//! Engine configuration
//!
//! All tunables exposed by the core, with validated setters. A failed set
//! leaves the previous value in place.

use crate::error::{ConfigError, Result};
use serde::{Deserialize, Serialize};

/// Valid range for the alignment threshold
pub const ALIGNMENT_THRESHOLD_RANGE: (f64, f64) = (0.80, 1.00);

/// Engine tunables
///
/// Defaults match the reference behavior: a candidate must clear 0.91
/// composite alignment, register dispersion above 0.04 forces an emergency
/// collapse, and at most 8 corrections may accumulate between resets.
#[derive(Debug, Clone, PartialEq, Serialize, Deserialize)]
#[serde(default)]
pub struct CoreConfig {
    /// Minimum composite alignment a candidate or correction must reach
    pub alignment_threshold: f64,

    /// Register dispersion above which collapse takes the emergency path
    pub dispersion_threshold: f64,

    /// Minimum reflective score a candidate must carry through collapse
    pub reflective_threshold: f64,

    /// Maximum corrections accumulated between resets
    pub max_correction_depth: u32,

    /// Register length fixed at engine construction
    pub register_length: usize,

    /// Maximum retained decision records (FIFO eviction)
    pub history_capacity: usize,
}

impl Default for CoreConfig {
    fn default() -> Self {
        Self {
            alignment_threshold: 0.91,
            dispersion_threshold: 0.04,
            reflective_threshold: 0.25,
            max_correction_depth: 8,
            register_length: 256,
            history_capacity: 100,
        }
    }
}

impl CoreConfig {
    /// Validate every field, returning the first violation found
    pub fn validate(&self) -> Result<()> {
        check_range(
            "alignment_threshold",
            self.alignment_threshold,
            ALIGNMENT_THRESHOLD_RANGE.0,
            ALIGNMENT_THRESHOLD_RANGE.1,
        )?;
        check_range("dispersion_threshold", self.dispersion_threshold, 0.0, 1.0)?;
        check_range("reflective_threshold", self.reflective_threshold, 0.0, 1.0)?;

        if self.max_correction_depth == 0 {
            return Err(ConfigError::InvalidCorrectionDepth(self.max_correction_depth).into());
        }
        if self.register_length == 0 {
            return Err(ConfigError::InvalidRegisterLength(self.register_length).into());
        }
        if self.history_capacity == 0 {
            return Err(ConfigError::InvalidHistoryCapacity(self.history_capacity).into());
        }

        Ok(())
    }

    /// Set the alignment threshold, rejecting values outside [0.80, 1.00]
    pub fn set_alignment_threshold(&mut self, value: f64) -> Result<()> {
        check_range(
            "alignment_threshold",
            value,
            ALIGNMENT_THRESHOLD_RANGE.0,
            ALIGNMENT_THRESHOLD_RANGE.1,
        )?;
        self.alignment_threshold = value;
        Ok(())
    }

    /// Set the dispersion threshold, rejecting values outside [0, 1]
    pub fn set_dispersion_threshold(&mut self, value: f64) -> Result<()> {
        check_range("dispersion_threshold", value, 0.0, 1.0)?;
        self.dispersion_threshold = value;
        Ok(())
    }

    /// Set the reflective threshold, rejecting values outside [0, 1]
    pub fn set_reflective_threshold(&mut self, value: f64) -> Result<()> {
        check_range("reflective_threshold", value, 0.0, 1.0)?;
        self.reflective_threshold = value;
        Ok(())
    }
}

fn check_range(name: &'static str, value: f64, min: f64, max: f64) -> Result<()> {
    if !value.is_finite() || value < min || value > max {
        return Err(ConfigError::ThresholdOutOfRange {
            name,
            value,
            min,
            max,
        }
        .into());
    }
    Ok(())
}

#[cfg(test)]
mod tests {
    use super::*;

    #[test]
    fn test_default_config_is_valid() {
        let config = CoreConfig::default();
        assert!(config.validate().is_ok());
        assert_eq!(config.alignment_threshold, 0.91);
        assert_eq!(config.dispersion_threshold, 0.04);
        assert_eq!(config.reflective_threshold, 0.25);
        assert_eq!(config.max_correction_depth, 8);
        assert_eq!(config.register_length, 256);
    }

    #[test]
    fn test_alignment_threshold_range() {
        let mut config = CoreConfig::default();

        assert!(config.set_alignment_threshold(0.85).is_ok());
        assert_eq!(config.alignment_threshold, 0.85);

        // Out-of-range attempts leave the previous value in place
        assert!(config.set_alignment_threshold(0.5).is_err());
        assert_eq!(config.alignment_threshold, 0.85);

        assert!(config.set_alignment_threshold(1.01).is_err());
        assert!(config.set_alignment_threshold(f64::NAN).is_err());
        assert_eq!(config.alignment_threshold, 0.85);
    }

    #[test]
    fn test_invalid_lengths_rejected() {
        let config = CoreConfig {
            register_length: 0,
            ..Default::default()
        };
        assert!(config.validate().is_err());

        let config = CoreConfig {
            max_correction_depth: 0,
            ..Default::default()
        };
        assert!(config.validate().is_err());

        let config = CoreConfig {
            history_capacity: 0,
            ..Default::default()
        };
        assert!(config.validate().is_err());
    }
}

◆ What is needed ◆
Only the lines containing "composite" are needed; pull them out of the listing.

◆ Solution to this problem ◆
/// composite alignment, register dispersion above 0.04 forces an emergency
    /// Minimum composite alignment a candidate or correction must reach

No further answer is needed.